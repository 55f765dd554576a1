//! Post tools: reading, searching and writing messages.

use super::attachments::{self, MAX_ATTACHMENTS};
use super::{format_post, page_size, usernames};
use crate::access::{FieldKind, FieldSpec, ToolArgs, LOCAL_ONLY};
use crate::context::{ToolContext, AI_GENERATED_PROP};
use crate::error::{ToolError, ToolResult};
use crate::registry::Tool;
use async_trait::async_trait;
use chrono::DateTime;
use mattermost_mcp_core::{NewPost, Post, PostList};
use serde::{Deserialize, Serialize};
use serde_json::json;
use std::fmt::Write as _;
use tracing::info;

const DEFAULT_CHANNEL_POSTS: u32 = 20;
const MAX_CHANNEL_POSTS: u32 = 200;
const DEFAULT_SEARCH_RESULTS: u32 = 20;
const MAX_SEARCH_RESULTS: u32 = 100;

/// Build a post, attaching the attribution prop when tracking is enabled.
async fn new_post(
    ctx: &ToolContext,
    channel_id: &str,
    message: &str,
    root_id: Option<&str>,
) -> ToolResult<NewPost> {
    let mut post = NewPost::new(channel_id, message);
    if let Some(root_id) = root_id {
        post.root_id = root_id.to_string();
    }
    if let Some(author) = ctx.attribution_id().await? {
        post.props.insert(AI_GENERATED_PROP.to_string(), json!(author));
    }
    Ok(post)
}

async fn render_posts(ctx: &ToolContext, posts: &[&Post]) -> String {
    let ids: Vec<String> = posts.iter().map(|p| p.user_id.clone()).collect();
    let names = usernames(ctx.client.as_ref(), &ids).await;
    posts
        .iter()
        .map(|p| format_post(p, &names))
        .collect::<Vec<_>>()
        .join("\n")
}

fn chronological(list: &PostList) -> Vec<&Post> {
    let mut posts = list.ordered();
    posts.sort_by_key(|p| p.create_at);
    posts
}

// read_post

#[derive(Debug, Deserialize, Serialize)]
pub struct ReadPostArgs {
    pub post_id: String,
    #[serde(default, skip_serializing_if = "Option::is_none")]
    pub include_thread: Option<bool>,
}

impl ToolArgs for ReadPostArgs {
    const FIELDS: &'static [FieldSpec] = &[
        FieldSpec::required("post_id", FieldKind::String, "ID of the post to read"),
        FieldSpec::optional(
            "include_thread",
            FieldKind::Boolean,
            "Also return every post in the thread (default false)",
        ),
    ];
}

pub struct ReadPost;

#[async_trait]
impl Tool for ReadPost {
    type Args = ReadPostArgs;

    fn name(&self) -> &'static str {
        "read_post"
    }

    fn description(&self) -> &'static str {
        "Read a single post by ID, optionally with its whole thread."
    }

    async fn run(&self, ctx: &ToolContext, args: ReadPostArgs) -> ToolResult<String> {
        if args.include_thread.unwrap_or(false) {
            let thread = ctx.client.get_post_thread(&args.post_id).await?;
            let posts = chronological(&thread);
            let body = render_posts(ctx, &posts).await;
            return Ok(format!(
                "Thread containing post {} ({} posts):\n{}",
                args.post_id,
                posts.len(),
                body
            ));
        }

        let post = ctx.client.get_post(&args.post_id).await?;
        Ok(render_posts(ctx, &[&post]).await)
    }
}

// read_channel

#[derive(Debug, Deserialize, Serialize)]
pub struct ReadChannelArgs {
    pub channel_id: String,
    #[serde(default, skip_serializing_if = "Option::is_none")]
    pub limit: Option<u32>,
    #[serde(default, skip_serializing_if = "Option::is_none")]
    pub since: Option<String>,
}

impl ToolArgs for ReadChannelArgs {
    const FIELDS: &'static [FieldSpec] = &[
        FieldSpec::required("channel_id", FieldKind::String, "ID of the channel to read"),
        FieldSpec::optional(
            "limit",
            FieldKind::Integer,
            "Number of posts to return (default 20, max 200)",
        ),
        FieldSpec::optional(
            "since",
            FieldKind::String,
            "Only posts created at or after this RFC 3339 timestamp",
        ),
    ];
}

fn parse_since(since: &str) -> ToolResult<i64> {
    DateTime::parse_from_rfc3339(since.trim())
        .map(|t| t.timestamp_millis())
        .map_err(|e| {
            ToolError::validation(format!(
                "invalid 'since' timestamp '{}': {} (expected RFC 3339, e.g. 2024-01-31T09:00:00Z)",
                since, e
            ))
        })
}

pub struct ReadChannel;

#[async_trait]
impl Tool for ReadChannel {
    type Args = ReadChannelArgs;

    fn name(&self) -> &'static str {
        "read_channel"
    }

    fn description(&self) -> &'static str {
        "Read the most recent posts of a channel, oldest first."
    }

    async fn run(&self, ctx: &ToolContext, args: ReadChannelArgs) -> ToolResult<String> {
        let limit = page_size(args.limit, DEFAULT_CHANNEL_POSTS, MAX_CHANNEL_POSTS);
        let since = args.since.as_deref().map(parse_since).transpose()?;

        let list = ctx
            .client
            .get_posts_for_channel(&args.channel_id, limit, since)
            .await?;
        if list.is_empty() {
            return Ok(format!("No posts found in channel {}.", args.channel_id));
        }

        let posts = chronological(&list);
        let body = render_posts(ctx, &posts).await;
        Ok(format!(
            "{} posts from channel {}:\n{}",
            posts.len(),
            args.channel_id,
            body
        ))
    }
}

// search_posts

#[derive(Debug, Deserialize, Serialize)]
pub struct SearchPostsArgs {
    pub query: String,
    #[serde(default, skip_serializing_if = "Option::is_none")]
    pub team_id: Option<String>,
    #[serde(default, skip_serializing_if = "Option::is_none")]
    pub channel_id: Option<String>,
    #[serde(default, skip_serializing_if = "Option::is_none")]
    pub limit: Option<u32>,
}

impl ToolArgs for SearchPostsArgs {
    const FIELDS: &'static [FieldSpec] = &[
        FieldSpec::required(
            "query",
            FieldKind::String,
            "Search terms (Mattermost search syntax, e.g. from:alice in:town-square)",
        ),
        FieldSpec::optional("team_id", FieldKind::String, "Restrict the search to a team"),
        FieldSpec::optional(
            "channel_id",
            FieldKind::String,
            "Only return results from this channel",
        ),
        FieldSpec::optional(
            "limit",
            FieldKind::Integer,
            "Maximum number of results (default 20, max 100)",
        ),
    ];
}

pub struct SearchPosts;

#[async_trait]
impl Tool for SearchPosts {
    type Args = SearchPostsArgs;

    fn name(&self) -> &'static str {
        "search_posts"
    }

    fn description(&self) -> &'static str {
        "Search posts by keywords, optionally within a team or channel."
    }

    async fn run(&self, ctx: &ToolContext, args: SearchPostsArgs) -> ToolResult<String> {
        if args.query.trim().is_empty() {
            return Err(ToolError::validation("query must not be empty"));
        }
        let limit = page_size(args.limit, DEFAULT_SEARCH_RESULTS, MAX_SEARCH_RESULTS) as usize;

        let results = ctx
            .client
            .search_posts(args.team_id.as_deref().unwrap_or(""), &args.query)
            .await?;

        let mut posts: Vec<&Post> = results
            .ordered()
            .into_iter()
            .filter(|p| {
                args.channel_id
                    .as_deref()
                    .map_or(true, |channel| p.channel_id == channel)
            })
            .collect();
        posts.truncate(limit);

        if posts.is_empty() {
            return Ok(format!("No posts found matching '{}'.", args.query));
        }

        let body = render_posts(ctx, &posts).await;
        Ok(format!(
            "Found {} posts matching '{}':\n{}",
            posts.len(),
            args.query,
            body
        ))
    }
}

// create_post

#[derive(Debug, Deserialize, Serialize)]
pub struct CreatePostArgs {
    pub channel_id: String,
    pub message: String,
    #[serde(default, skip_serializing_if = "Option::is_none")]
    pub root_id: Option<String>,
    #[serde(default, skip_serializing_if = "Option::is_none")]
    pub attachments: Option<Vec<String>>,
}

impl ToolArgs for CreatePostArgs {
    const FIELDS: &'static [FieldSpec] = &[
        FieldSpec::required("channel_id", FieldKind::String, "ID of the channel to post in"),
        FieldSpec::required("message", FieldKind::String, "Message text (Markdown)"),
        FieldSpec::optional("root_id", FieldKind::String, "Post ID to reply to"),
        FieldSpec::optional(
            "attachments",
            FieldKind::StringArray,
            "Local file paths or URLs to upload and attach (max 10)",
        )
        .only_in(LOCAL_ONLY),
    ];
}

pub struct CreatePost;

#[async_trait]
impl Tool for CreatePost {
    type Args = CreatePostArgs;

    fn name(&self) -> &'static str {
        "create_post"
    }

    fn description(&self) -> &'static str {
        "Create a post in a channel, optionally as a reply and with file attachments."
    }

    async fn run(&self, ctx: &ToolContext, args: CreatePostArgs) -> ToolResult<String> {
        let sources = args.attachments.unwrap_or_default();
        if sources.len() > MAX_ATTACHMENTS {
            return Err(ToolError::validation(format!(
                "at most {} attachments are allowed, got {}",
                MAX_ATTACHMENTS,
                sources.len()
            )));
        }

        let mut post =
            new_post(ctx, &args.channel_id, &args.message, args.root_id.as_deref()).await?;

        let mut uploaded = Vec::new();
        for source in &sources {
            let attachment = attachments::load(ctx, source).await?;
            let info = ctx
                .client
                .upload_file(&args.channel_id, &attachment.name, attachment.data)
                .await?;
            post.file_ids.push(info.id);
            uploaded.push(info.name);
        }

        let created = ctx.client.create_post(&post).await?;
        info!(post_id = %created.id, channel_id = %created.channel_id, files = uploaded.len(), "Created post");

        let mut out = format!(
            "Created post {} in channel {}.",
            created.id, created.channel_id
        );
        if !uploaded.is_empty() {
            let _ = write!(out, " Attached: {}.", uploaded.join(", "));
        }
        Ok(out)
    }
}

// dm

#[derive(Debug, Deserialize, Serialize)]
pub struct DirectMessageArgs {
    pub username: String,
    pub message: String,
}

impl ToolArgs for DirectMessageArgs {
    const FIELDS: &'static [FieldSpec] = &[
        FieldSpec::required("username", FieldKind::String, "Username of the recipient"),
        FieldSpec::required("message", FieldKind::String, "Message text (Markdown)"),
    ];
}

pub struct DirectMessage;

#[async_trait]
impl Tool for DirectMessage {
    type Args = DirectMessageArgs;

    fn name(&self) -> &'static str {
        "dm"
    }

    fn description(&self) -> &'static str {
        "Send a direct message to a user."
    }

    async fn run(&self, ctx: &ToolContext, args: DirectMessageArgs) -> ToolResult<String> {
        let me = ctx.client.get_me().await?;
        let other = ctx
            .client
            .get_user_by_username(args.username.trim_start_matches('@'))
            .await?;
        let channel = ctx.client.create_direct_channel(&me.id, &other.id).await?;

        let post = new_post(ctx, &channel.id, &args.message, None).await?;
        let created = ctx.client.create_post(&post).await?;
        Ok(format!(
            "Sent direct message to @{} (post {}).",
            other.username, created.id
        ))
    }
}

// group_message

#[derive(Debug, Deserialize, Serialize)]
pub struct GroupMessageArgs {
    pub usernames: Vec<String>,
    pub message: String,
}

impl ToolArgs for GroupMessageArgs {
    const FIELDS: &'static [FieldSpec] = &[
        FieldSpec::required(
            "usernames",
            FieldKind::StringArray,
            "Usernames of the recipients (2 to 7 people besides you)",
        ),
        FieldSpec::required("message", FieldKind::String, "Message text (Markdown)"),
    ];
}

pub struct GroupMessage;

#[async_trait]
impl Tool for GroupMessage {
    type Args = GroupMessageArgs;

    fn name(&self) -> &'static str {
        "group_message"
    }

    fn description(&self) -> &'static str {
        "Send a message to a group conversation with several users."
    }

    async fn run(&self, ctx: &ToolContext, args: GroupMessageArgs) -> ToolResult<String> {
        let mut wanted: Vec<&str> = args.usernames.iter().map(|u| u.trim_start_matches('@')).collect();
        wanted.sort_unstable();
        wanted.dedup();
        if !(2..=7).contains(&wanted.len()) {
            return Err(ToolError::validation(format!(
                "group messages need 2 to 7 other users, got {}",
                wanted.len()
            )));
        }

        let me = ctx.client.get_me().await?;
        let mut user_ids = vec![me.id.clone()];
        for username in &wanted {
            let user = ctx.client.get_user_by_username(username).await?;
            if user.id != me.id {
                user_ids.push(user.id);
            }
        }

        let channel = ctx.client.create_group_channel(&user_ids).await?;
        let post = new_post(ctx, &channel.id, &args.message, None).await?;
        let created = ctx.client.create_post(&post).await?;
        Ok(format!(
            "Sent group message to {} (post {}).",
            wanted
                .iter()
                .map(|u| format!("@{}", u))
                .collect::<Vec<_>>()
                .join(", "),
            created.id
        ))
    }
}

◆ ◆ ◆ ◆ ◆ ◆ ◆

> WHAT IS REQUIRED:
Show a copy of each line from the data that includes the word "DateTime".

> EXERCISE RESPONSE:
use chrono::DateTime;
    DateTime::parse_from_rfc3339(since.trim())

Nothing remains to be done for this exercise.